### ASSIGNMENT
Scan the data below and work out how many of its lines contain the word "geometry". Give only that number.

(Collected data entries)
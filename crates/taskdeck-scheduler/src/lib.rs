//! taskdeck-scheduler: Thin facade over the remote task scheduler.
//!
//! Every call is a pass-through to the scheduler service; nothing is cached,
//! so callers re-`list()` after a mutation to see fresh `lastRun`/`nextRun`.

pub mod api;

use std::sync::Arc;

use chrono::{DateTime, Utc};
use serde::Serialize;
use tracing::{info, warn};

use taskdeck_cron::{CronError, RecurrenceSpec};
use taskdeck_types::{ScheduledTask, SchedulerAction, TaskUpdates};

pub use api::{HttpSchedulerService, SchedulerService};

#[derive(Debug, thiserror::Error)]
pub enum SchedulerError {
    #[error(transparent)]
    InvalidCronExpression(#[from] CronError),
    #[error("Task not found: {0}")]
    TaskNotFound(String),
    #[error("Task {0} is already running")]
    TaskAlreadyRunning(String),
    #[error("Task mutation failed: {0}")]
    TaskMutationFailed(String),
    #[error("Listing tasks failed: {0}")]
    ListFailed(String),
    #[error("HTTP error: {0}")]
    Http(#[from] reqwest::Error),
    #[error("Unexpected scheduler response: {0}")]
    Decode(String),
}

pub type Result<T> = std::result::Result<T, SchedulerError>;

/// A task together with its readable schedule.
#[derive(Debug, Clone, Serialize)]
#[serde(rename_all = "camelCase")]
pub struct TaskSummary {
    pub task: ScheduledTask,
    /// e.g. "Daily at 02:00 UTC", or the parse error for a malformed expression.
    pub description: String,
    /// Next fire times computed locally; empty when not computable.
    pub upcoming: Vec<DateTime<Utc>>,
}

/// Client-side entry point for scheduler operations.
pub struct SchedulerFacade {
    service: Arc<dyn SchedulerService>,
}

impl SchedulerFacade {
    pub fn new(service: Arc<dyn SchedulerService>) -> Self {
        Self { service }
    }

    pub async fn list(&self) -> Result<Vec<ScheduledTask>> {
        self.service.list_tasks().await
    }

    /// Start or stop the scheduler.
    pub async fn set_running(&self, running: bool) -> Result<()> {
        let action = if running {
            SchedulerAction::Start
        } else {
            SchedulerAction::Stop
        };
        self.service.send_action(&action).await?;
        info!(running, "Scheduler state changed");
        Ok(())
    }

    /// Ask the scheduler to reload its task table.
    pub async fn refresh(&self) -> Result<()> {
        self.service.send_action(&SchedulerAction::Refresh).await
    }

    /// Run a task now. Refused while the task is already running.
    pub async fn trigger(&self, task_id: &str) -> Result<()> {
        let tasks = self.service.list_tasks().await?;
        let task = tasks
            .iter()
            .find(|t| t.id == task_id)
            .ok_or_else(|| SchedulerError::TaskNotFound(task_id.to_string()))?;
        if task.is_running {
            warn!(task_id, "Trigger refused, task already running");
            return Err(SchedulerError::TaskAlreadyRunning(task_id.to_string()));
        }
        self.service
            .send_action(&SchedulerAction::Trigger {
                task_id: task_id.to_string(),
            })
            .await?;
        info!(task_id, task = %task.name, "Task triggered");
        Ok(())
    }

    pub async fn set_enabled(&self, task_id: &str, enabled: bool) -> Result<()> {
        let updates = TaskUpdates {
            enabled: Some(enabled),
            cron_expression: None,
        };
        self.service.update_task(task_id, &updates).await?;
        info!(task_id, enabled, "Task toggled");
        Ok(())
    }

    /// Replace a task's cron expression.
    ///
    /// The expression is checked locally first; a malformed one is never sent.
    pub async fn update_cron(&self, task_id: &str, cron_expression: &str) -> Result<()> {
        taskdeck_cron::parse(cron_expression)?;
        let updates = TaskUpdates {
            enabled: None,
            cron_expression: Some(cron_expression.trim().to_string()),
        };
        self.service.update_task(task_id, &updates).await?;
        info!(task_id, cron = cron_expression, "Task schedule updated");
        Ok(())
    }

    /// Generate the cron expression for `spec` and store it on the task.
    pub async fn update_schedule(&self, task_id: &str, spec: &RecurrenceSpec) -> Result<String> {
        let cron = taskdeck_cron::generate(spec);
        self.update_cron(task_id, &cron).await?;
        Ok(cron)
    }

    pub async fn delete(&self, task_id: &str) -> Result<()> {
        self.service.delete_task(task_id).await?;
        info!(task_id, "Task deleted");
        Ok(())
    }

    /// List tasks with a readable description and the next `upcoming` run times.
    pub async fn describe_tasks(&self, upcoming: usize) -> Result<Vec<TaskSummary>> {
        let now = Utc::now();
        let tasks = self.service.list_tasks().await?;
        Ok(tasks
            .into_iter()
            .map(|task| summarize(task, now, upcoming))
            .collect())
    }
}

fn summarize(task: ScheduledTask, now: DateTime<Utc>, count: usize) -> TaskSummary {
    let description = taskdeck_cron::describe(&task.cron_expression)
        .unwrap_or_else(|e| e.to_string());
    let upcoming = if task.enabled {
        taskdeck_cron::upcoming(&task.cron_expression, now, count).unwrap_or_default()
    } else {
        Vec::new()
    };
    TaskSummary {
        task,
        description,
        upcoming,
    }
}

--

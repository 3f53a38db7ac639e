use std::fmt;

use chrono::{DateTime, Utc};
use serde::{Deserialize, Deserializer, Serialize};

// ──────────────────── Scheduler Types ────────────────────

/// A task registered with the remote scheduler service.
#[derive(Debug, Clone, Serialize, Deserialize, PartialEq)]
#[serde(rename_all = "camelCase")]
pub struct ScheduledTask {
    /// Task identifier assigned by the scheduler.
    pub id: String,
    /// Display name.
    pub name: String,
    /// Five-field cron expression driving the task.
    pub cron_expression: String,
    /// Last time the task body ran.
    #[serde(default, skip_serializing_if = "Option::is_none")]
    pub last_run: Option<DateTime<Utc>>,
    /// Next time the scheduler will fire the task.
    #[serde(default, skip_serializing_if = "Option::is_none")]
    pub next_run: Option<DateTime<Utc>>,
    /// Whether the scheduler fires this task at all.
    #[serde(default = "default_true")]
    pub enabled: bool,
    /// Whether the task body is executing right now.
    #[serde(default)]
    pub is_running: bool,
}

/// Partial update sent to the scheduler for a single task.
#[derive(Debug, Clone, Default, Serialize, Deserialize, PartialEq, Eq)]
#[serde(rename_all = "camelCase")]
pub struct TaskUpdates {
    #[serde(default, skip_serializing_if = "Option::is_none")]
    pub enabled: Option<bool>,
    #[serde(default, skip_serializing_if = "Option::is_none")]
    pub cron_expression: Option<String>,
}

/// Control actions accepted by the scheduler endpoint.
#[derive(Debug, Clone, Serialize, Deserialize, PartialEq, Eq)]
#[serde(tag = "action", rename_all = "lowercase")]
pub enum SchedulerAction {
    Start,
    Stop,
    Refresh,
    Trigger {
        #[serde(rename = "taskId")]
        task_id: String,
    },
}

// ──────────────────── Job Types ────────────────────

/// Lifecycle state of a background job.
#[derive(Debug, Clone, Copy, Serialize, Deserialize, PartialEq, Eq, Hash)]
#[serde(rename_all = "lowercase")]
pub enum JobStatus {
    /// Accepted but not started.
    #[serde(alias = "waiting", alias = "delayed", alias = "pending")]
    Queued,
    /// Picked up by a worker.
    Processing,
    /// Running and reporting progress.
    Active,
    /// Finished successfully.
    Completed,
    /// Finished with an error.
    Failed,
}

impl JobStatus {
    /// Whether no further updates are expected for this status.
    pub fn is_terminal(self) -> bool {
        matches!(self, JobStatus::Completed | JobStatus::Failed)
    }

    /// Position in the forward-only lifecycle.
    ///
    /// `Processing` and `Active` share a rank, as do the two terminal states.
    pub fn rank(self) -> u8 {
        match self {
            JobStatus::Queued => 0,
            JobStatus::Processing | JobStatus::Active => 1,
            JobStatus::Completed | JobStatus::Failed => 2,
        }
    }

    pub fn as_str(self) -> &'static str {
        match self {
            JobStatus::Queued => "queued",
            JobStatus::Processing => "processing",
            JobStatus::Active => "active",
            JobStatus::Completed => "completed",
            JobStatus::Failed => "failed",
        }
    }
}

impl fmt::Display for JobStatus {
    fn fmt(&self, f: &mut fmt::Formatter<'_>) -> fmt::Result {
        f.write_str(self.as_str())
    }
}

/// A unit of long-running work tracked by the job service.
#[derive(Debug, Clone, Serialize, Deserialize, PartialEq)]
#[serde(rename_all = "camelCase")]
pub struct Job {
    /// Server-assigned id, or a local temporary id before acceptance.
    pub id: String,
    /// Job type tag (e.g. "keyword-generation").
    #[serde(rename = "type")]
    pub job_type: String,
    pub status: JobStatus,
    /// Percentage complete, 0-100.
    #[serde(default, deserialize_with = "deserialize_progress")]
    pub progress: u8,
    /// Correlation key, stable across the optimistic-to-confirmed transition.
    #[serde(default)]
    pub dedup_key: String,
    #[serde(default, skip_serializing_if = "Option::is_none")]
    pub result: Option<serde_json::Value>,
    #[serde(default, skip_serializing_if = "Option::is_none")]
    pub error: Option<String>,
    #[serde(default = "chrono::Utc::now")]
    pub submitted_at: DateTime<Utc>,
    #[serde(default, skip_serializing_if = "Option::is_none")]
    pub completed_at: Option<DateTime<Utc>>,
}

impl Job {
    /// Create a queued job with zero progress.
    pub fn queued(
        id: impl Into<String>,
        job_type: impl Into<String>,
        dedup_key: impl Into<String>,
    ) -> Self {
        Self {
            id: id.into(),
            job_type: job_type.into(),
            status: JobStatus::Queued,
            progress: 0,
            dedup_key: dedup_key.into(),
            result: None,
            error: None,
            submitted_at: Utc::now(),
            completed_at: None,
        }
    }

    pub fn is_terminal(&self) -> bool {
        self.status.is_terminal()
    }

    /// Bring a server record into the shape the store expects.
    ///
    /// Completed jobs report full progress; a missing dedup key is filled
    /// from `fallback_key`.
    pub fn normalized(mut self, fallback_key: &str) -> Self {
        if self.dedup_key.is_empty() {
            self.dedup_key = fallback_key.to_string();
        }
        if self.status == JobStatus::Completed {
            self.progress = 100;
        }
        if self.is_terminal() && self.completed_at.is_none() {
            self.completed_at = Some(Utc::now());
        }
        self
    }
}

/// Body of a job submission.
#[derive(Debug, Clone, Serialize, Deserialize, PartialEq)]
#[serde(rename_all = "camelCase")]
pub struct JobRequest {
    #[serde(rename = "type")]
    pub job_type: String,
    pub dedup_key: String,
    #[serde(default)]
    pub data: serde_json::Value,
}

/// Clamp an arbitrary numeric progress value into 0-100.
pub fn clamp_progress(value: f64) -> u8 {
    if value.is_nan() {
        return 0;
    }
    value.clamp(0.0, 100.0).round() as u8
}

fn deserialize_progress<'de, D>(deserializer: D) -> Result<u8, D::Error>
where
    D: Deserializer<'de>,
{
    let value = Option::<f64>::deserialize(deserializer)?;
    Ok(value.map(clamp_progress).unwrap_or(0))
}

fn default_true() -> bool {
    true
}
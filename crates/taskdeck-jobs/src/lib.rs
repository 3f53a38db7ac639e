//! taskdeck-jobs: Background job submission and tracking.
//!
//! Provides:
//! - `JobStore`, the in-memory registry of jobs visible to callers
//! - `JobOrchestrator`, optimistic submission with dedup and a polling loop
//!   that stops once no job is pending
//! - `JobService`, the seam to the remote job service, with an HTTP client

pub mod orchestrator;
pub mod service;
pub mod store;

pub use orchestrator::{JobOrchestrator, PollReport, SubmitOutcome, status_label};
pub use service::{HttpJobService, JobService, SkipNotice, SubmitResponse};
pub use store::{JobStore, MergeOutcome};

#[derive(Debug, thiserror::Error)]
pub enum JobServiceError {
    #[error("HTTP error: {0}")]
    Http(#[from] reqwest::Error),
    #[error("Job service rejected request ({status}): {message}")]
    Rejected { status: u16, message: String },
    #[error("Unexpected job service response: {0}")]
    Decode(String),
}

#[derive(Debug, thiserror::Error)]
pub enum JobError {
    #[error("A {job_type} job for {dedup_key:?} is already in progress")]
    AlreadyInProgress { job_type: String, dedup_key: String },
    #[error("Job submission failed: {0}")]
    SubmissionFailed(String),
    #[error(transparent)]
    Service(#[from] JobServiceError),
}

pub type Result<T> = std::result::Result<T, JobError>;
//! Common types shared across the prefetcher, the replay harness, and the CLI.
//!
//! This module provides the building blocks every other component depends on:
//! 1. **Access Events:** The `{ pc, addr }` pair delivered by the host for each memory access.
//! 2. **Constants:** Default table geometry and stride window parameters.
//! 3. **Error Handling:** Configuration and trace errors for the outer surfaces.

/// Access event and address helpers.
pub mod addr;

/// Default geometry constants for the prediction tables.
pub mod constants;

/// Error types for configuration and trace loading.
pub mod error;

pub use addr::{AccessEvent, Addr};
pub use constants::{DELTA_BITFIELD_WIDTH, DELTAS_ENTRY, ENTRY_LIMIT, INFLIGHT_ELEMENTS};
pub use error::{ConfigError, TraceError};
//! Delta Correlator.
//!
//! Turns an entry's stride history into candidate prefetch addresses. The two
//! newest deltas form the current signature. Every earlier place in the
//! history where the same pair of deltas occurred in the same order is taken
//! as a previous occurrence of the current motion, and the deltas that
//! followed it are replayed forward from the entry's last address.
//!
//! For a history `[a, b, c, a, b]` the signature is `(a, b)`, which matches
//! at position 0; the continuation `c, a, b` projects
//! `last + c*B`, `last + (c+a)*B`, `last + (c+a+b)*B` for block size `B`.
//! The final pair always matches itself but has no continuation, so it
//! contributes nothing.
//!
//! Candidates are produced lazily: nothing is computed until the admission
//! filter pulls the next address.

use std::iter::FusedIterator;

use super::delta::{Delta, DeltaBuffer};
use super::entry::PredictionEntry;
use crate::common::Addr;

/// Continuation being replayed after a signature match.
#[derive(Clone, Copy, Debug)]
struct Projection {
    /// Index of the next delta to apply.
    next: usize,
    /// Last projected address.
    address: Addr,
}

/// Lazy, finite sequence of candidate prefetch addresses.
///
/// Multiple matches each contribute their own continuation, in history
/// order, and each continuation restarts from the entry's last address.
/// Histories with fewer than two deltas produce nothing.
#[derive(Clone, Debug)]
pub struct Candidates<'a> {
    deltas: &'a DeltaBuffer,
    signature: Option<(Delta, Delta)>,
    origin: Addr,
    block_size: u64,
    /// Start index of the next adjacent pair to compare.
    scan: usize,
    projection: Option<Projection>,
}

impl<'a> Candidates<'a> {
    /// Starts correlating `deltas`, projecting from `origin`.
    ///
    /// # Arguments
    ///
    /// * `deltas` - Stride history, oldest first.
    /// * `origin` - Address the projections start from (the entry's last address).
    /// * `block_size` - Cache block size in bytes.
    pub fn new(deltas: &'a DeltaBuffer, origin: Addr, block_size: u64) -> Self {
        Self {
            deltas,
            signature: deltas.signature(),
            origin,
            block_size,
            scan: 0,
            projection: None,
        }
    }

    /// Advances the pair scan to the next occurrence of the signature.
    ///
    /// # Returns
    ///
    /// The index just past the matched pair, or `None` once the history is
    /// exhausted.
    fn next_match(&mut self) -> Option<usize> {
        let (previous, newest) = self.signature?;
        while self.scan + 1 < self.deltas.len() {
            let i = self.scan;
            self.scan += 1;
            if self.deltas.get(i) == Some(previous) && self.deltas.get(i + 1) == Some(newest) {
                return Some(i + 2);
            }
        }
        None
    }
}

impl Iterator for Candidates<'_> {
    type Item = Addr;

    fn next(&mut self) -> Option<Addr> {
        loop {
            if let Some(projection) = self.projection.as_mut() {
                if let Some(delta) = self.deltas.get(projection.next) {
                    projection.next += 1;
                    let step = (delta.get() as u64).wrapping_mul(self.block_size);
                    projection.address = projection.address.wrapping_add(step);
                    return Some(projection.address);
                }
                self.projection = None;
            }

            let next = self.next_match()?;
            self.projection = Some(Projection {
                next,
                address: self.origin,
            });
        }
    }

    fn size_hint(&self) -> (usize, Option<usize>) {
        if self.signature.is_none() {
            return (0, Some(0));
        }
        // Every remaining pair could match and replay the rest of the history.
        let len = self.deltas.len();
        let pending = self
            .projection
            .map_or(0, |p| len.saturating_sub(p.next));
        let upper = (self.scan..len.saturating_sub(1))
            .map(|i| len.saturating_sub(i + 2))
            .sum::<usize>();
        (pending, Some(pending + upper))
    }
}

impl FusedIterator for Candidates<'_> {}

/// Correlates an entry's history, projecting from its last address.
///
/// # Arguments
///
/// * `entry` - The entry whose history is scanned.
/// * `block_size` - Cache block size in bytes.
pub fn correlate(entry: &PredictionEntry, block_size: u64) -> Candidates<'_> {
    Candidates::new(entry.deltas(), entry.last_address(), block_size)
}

### WRITTEN REPLY
2